[Recorded data]
:::::
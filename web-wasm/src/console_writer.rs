//! ブラウザコンソール向けログ出力
//!
//! `tracing_subscriber` の fmt 出力を一行ずつ受け取り、レベルに応じて
//! `console.error` / `warn` / `info` / `debug` に振り分ける。

use tracing::{Level, Metadata};
use tracing_subscriber::filter::LevelFilter;
use tracing_subscriber::fmt::MakeWriter;
use wasm_bindgen::JsValue;

/// fmt レイヤーに渡すライター生成器
#[derive(Clone, Copy, Default)]
pub struct ConsoleMakeWriter;

/// 1イベント分の出力をためて、drop 時にコンソールへ書く
pub struct ConsoleWriter {
    level: Level,
    buf: Vec<u8>,
}

impl ConsoleWriter {
    fn new(level: Level) -> Self {
        Self { level, buf: Vec::new() }
    }
}

impl std::io::Write for ConsoleWriter {
    fn write(&mut self, data: &[u8]) -> std::io::Result<usize> {
        self.buf.extend_from_slice(data);
        Ok(data.len())
    }

    fn flush(&mut self) -> std::io::Result<()> {
        Ok(())
    }
}

impl Drop for ConsoleWriter {
    fn drop(&mut self) {
        let text = String::from_utf8_lossy(&self.buf);
        let line = JsValue::from_str(text.trim_end());
        match self.level {
            Level::ERROR => web_sys::console::error_1(&line),
            Level::WARN => web_sys::console::warn_1(&line),
            Level::INFO => web_sys::console::info_1(&line),
            _ => web_sys::console::debug_1(&line),
        }
    }
}

impl<'a> MakeWriter<'a> for ConsoleMakeWriter {
    type Writer = ConsoleWriter;

    fn make_writer(&'a self) -> Self::Writer {
        ConsoleWriter::new(Level::INFO)
    }

    fn make_writer_for(&'a self, meta: &Metadata<'_>) -> Self::Writer {
        ConsoleWriter::new(*meta.level())
    }
}

/// コンソール向け fmt サブスクライバを登録する
pub fn init(level: LevelFilter) {
    // wasm32 では SystemTime が使えないので時刻は出さない
    let _ = tracing_subscriber::fmt()
        .with_writer(ConsoleMakeWriter)
        .with_max_level(level)
        .with_target(false)
        .without_time()
        .try_init();
}
//! エラー型定義

use thiserror::Error;

/// 共通エラー型
///
/// 入力チェックの失敗はここでは扱わない。
/// [`crate::schema::FieldErrors`] としてフォームに返す。
#[derive(Error, Debug)]
pub enum Error {
    #[error("No record at position {index} (list has {len})")]
    NoSuchRecord { index: usize, len: usize },

    #[error("Photo error: {0}")]
    Photo(String),
}

/// Result型エイリアス
pub type Result<T> = std::result::Result<T, Error>;
//! UI表示文言

use crate::schema::Field;

pub const TITLE: &str = "ทำเนียบรายชื่อสมาชิกผู้แทนราษฎร";

// 選択項目の未選択表示
pub const SELECT_HONORIFIC: &str = "เลือกคำนำหน้า";
pub const SELECT_POSITION: &str = "เลือกตำแหน่ง";
pub const SELECT_PARTY: &str = "เลือกพรรค";

// テキスト入力のプレースホルダ
pub const PLACEHOLDER_FIRST_NAME: &str = "ชื่อ";
pub const PLACEHOLDER_LAST_NAME: &str = "นามสกุล";
pub const PLACEHOLDER_CAREER_HISTORY: &str = "ประวัติการทำงาน";
pub const PLACEHOLDER_ACHIEVEMENTS: &str = "ผลงานที่ผ่านมา";

pub const BUTTON_ADD: &str = "Add";
pub const BUTTON_SAVE_EDIT: &str = "บันทึกการแก้ไข";
pub const BUTTON_EDIT: &str = "แก้ไข";
pub const BUTTON_DELETE: &str = "ลบ";
pub const BUTTON_CANCEL: &str = "ยกเลิก";

// 一覧行の見出し
pub const PREFIX_CAREER_HISTORY: &str = "ประวัติ";
pub const PREFIX_ACHIEVEMENTS: &str = "ผลงาน";
pub const PREFIX_POSITION: &str = "ตำแหน่ง";
pub const PREFIX_PARTY: &str = "พรรค";

pub const LABEL_PHOTO: &str = "รูปถ่าย";
pub const PREVIEW_ALT: &str = "preview";
pub const PHOTO_ALT: &str = "nominee";

/// 項目の案内文（入力はプレースホルダ、選択は未選択表示）
pub fn field_label(field: Field) -> &'static str {
    match field {
        Field::Honorific => SELECT_HONORIFIC,
        Field::FirstName => PLACEHOLDER_FIRST_NAME,
        Field::LastName => PLACEHOLDER_LAST_NAME,
        Field::CareerHistory => PLACEHOLDER_CAREER_HISTORY,
        Field::Achievements => PLACEHOLDER_ACHIEVEMENTS,
        Field::Photo => LABEL_PHOTO,
        Field::Position => SELECT_POSITION,
        Field::Party => SELECT_PARTY,
    }
}

/// 選択項目の選択肢（自由入力項目は `None`）
pub fn field_options(field: Field) -> Option<Vec<&'static str>> {
    use crate::types::{Honorific, Party, Position};

    match field {
        Field::Honorific => Some(Honorific::ALL.iter().map(|v| v.as_str()).collect()),
        Field::Position => Some(Position::ALL.iter().map(|v| v.as_str()).collect()),
        Field::Party => Some(Party::ALL.iter().map(|v| v.as_str()).collect()),
        _ => None,
    }
}

#[cfg(test)]
mod tests {
    use super::*;

    #[test]
    fn test_field_options() {
        assert_eq!(field_options(Field::Honorific), Some(vec!["นาย", "นาง"]));
        assert_eq!(field_options(Field::Party).map(|o| o.len()), Some(11));
        assert!(field_options(Field::FirstName).is_none());
        assert!(field_options(Field::Photo).is_none());
    }

    #[test]
    fn test_every_field_has_label() {
        for field in Field::ALL {
            assert!(!field_label(*field).is_empty());
        }
    }
}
:::::
• **Problem requirements**
The required output is a copy of each line in the records where the string "text" occurs.

• **Problem solution**
        let text = String::from_utf8_lossy(&self.buf);
        let line = JsValue::from_str(text.trim_end());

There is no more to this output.